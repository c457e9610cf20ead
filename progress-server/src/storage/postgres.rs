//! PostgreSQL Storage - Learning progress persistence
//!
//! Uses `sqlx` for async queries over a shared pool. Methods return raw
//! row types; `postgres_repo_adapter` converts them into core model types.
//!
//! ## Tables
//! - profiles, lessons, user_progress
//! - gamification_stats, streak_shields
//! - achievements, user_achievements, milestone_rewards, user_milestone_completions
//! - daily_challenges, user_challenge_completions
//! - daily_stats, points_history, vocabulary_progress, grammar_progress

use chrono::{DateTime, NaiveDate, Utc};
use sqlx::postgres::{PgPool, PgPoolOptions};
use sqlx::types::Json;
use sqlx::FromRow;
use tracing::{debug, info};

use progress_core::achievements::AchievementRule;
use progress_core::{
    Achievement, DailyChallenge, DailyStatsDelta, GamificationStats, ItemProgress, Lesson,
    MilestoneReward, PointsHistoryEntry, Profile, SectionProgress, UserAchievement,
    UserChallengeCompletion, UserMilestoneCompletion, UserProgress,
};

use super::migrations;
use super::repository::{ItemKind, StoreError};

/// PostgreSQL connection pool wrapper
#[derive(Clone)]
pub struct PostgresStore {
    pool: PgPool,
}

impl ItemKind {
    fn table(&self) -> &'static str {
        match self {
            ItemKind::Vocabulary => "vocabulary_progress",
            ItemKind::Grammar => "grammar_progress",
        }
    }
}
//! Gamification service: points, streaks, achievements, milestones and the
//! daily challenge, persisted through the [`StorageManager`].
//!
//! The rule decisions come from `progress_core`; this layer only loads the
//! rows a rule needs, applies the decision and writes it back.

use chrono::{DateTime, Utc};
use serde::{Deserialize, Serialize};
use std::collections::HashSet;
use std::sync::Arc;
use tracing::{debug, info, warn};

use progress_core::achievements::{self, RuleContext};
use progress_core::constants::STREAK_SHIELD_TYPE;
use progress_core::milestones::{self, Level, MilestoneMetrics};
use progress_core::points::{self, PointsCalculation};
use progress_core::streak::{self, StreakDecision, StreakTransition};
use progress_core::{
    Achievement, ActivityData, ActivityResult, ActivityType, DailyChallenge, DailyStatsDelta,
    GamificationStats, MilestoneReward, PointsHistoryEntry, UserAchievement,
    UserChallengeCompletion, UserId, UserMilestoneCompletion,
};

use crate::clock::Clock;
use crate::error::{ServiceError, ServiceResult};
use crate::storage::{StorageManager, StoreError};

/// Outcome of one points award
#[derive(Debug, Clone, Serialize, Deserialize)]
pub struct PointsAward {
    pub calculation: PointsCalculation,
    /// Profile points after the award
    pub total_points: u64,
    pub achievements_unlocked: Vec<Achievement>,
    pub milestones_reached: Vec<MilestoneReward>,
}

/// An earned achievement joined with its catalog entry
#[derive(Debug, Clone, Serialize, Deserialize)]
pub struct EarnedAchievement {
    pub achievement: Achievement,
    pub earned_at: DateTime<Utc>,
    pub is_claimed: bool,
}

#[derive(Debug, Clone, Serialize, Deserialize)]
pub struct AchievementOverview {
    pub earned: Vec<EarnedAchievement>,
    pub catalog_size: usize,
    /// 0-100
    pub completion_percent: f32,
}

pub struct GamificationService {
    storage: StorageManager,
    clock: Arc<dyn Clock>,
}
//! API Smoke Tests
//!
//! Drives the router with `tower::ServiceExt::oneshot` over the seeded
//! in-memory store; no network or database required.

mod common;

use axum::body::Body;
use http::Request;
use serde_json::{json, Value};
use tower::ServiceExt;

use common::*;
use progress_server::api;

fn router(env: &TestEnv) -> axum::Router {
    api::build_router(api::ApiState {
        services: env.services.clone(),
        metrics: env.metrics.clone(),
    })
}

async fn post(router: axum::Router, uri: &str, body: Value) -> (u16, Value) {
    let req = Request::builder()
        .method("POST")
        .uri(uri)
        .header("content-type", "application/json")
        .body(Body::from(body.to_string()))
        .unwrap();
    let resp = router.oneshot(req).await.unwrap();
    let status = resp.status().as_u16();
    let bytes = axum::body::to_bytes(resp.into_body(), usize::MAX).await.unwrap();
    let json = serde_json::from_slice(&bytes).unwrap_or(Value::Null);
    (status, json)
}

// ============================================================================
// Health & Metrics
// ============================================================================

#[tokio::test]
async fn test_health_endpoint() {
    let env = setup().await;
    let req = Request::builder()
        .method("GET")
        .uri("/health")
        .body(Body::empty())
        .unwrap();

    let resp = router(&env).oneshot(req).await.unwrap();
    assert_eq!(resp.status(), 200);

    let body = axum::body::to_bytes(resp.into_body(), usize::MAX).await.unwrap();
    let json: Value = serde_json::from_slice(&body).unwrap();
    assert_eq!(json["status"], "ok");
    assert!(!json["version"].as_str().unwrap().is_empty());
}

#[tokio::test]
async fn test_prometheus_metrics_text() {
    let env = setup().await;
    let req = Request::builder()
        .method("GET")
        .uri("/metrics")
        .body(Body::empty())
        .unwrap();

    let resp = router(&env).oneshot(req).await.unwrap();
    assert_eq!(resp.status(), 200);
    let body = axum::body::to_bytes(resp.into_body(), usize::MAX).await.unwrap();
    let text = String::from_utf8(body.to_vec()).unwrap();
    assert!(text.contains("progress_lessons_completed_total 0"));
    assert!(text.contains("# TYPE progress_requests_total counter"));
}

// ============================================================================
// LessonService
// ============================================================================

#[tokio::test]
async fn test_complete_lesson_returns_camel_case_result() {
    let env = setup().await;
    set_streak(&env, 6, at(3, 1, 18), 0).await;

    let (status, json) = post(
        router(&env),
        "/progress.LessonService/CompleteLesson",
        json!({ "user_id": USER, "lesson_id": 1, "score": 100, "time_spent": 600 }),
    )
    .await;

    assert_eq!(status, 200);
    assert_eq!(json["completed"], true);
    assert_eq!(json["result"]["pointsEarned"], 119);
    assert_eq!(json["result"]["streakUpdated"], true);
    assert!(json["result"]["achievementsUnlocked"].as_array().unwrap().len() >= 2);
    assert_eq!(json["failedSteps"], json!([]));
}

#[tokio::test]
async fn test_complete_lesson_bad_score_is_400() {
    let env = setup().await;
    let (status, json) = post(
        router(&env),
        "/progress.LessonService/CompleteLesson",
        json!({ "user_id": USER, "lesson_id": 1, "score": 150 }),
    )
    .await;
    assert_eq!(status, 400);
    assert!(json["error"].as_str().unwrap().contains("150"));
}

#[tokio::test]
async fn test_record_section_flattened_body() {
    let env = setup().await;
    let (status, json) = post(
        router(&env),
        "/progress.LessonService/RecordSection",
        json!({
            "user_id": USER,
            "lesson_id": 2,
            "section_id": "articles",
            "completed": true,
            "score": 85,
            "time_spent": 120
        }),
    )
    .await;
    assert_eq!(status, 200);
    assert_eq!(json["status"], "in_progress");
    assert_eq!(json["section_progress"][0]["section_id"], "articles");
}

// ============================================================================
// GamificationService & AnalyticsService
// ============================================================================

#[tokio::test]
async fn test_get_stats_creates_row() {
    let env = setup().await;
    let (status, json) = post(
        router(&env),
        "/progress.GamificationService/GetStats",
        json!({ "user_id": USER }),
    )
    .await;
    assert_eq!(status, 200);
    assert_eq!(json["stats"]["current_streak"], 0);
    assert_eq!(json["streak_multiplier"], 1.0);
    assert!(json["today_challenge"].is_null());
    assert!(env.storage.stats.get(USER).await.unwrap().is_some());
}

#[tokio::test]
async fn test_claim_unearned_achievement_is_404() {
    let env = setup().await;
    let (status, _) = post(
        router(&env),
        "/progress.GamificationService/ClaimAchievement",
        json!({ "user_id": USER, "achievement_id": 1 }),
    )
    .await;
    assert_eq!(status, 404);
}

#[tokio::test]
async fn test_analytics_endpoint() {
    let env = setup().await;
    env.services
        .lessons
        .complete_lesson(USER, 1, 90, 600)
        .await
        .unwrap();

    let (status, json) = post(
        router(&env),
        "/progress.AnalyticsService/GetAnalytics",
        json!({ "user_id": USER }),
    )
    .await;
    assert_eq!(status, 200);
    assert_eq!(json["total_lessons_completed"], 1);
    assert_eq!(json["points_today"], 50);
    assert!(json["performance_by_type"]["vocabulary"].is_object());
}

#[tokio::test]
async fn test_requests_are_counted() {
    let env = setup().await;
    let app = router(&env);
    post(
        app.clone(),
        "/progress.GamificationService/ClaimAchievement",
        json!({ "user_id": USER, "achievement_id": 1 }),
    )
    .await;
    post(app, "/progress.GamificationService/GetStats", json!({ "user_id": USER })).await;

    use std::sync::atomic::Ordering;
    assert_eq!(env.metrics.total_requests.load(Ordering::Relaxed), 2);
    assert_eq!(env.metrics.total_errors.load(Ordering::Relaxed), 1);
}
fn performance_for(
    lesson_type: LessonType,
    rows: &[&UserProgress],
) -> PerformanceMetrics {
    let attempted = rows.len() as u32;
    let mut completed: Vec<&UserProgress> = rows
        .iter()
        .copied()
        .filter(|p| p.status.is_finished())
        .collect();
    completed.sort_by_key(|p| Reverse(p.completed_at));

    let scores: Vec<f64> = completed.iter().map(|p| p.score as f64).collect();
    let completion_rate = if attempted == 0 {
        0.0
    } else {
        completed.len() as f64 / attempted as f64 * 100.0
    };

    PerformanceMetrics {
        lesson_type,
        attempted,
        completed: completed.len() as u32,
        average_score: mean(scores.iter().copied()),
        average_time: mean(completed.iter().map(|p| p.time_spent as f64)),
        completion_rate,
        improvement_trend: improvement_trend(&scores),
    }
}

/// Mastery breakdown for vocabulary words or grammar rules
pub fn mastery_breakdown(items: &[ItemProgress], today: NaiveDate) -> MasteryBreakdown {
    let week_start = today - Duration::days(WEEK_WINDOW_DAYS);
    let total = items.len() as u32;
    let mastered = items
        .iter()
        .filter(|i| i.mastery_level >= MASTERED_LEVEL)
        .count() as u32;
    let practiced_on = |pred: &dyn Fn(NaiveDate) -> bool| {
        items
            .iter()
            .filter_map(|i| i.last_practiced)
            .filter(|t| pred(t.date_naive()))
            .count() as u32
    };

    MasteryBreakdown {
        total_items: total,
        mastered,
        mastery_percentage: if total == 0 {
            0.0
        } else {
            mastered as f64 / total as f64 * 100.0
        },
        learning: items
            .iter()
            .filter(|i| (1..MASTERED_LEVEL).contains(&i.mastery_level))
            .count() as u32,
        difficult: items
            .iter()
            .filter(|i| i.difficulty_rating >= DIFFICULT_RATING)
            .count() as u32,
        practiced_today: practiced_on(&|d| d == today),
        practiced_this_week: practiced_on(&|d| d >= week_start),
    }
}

━━━

* [Work instruction] Give again, word for word, the records from their first line to the one with "#[derive(Clone)]", and leave out all else.

* [Task answer]
repository c457e9610cf20ead
filename progress-server/src/storage/postgres.rs
//! PostgreSQL Storage - Learning progress persistence
//!
//! Uses `sqlx` for async queries over a shared pool. Methods return raw
//! row types; `postgres_repo_adapter` converts them into core model types.
//!
//! ## Tables
//! - profiles, lessons, user_progress
//! - gamification_stats, streak_shields
//! - achievements, user_achievements, milestone_rewards, user_milestone_completions
//! - daily_challenges, user_challenge_completions
//! - daily_stats, points_history, vocabulary_progress, grammar_progress

use chrono::{DateTime, NaiveDate, Utc};
use sqlx::postgres::{PgPool, PgPoolOptions};
use sqlx::types::Json;
use sqlx::FromRow;
use tracing::{debug, info};

use progress_core::achievements::AchievementRule;
use progress_core::{
    Achievement, DailyChallenge, DailyStatsDelta, GamificationStats, ItemProgress, Lesson,
    MilestoneReward, PointsHistoryEntry, Profile, SectionProgress, UserAchievement,
    UserChallengeCompletion, UserMilestoneCompletion, UserProgress,
};

use super::migrations;
use super::repository::{ItemKind, StoreError};

/// PostgreSQL connection pool wrapper
#[derive(Clone)]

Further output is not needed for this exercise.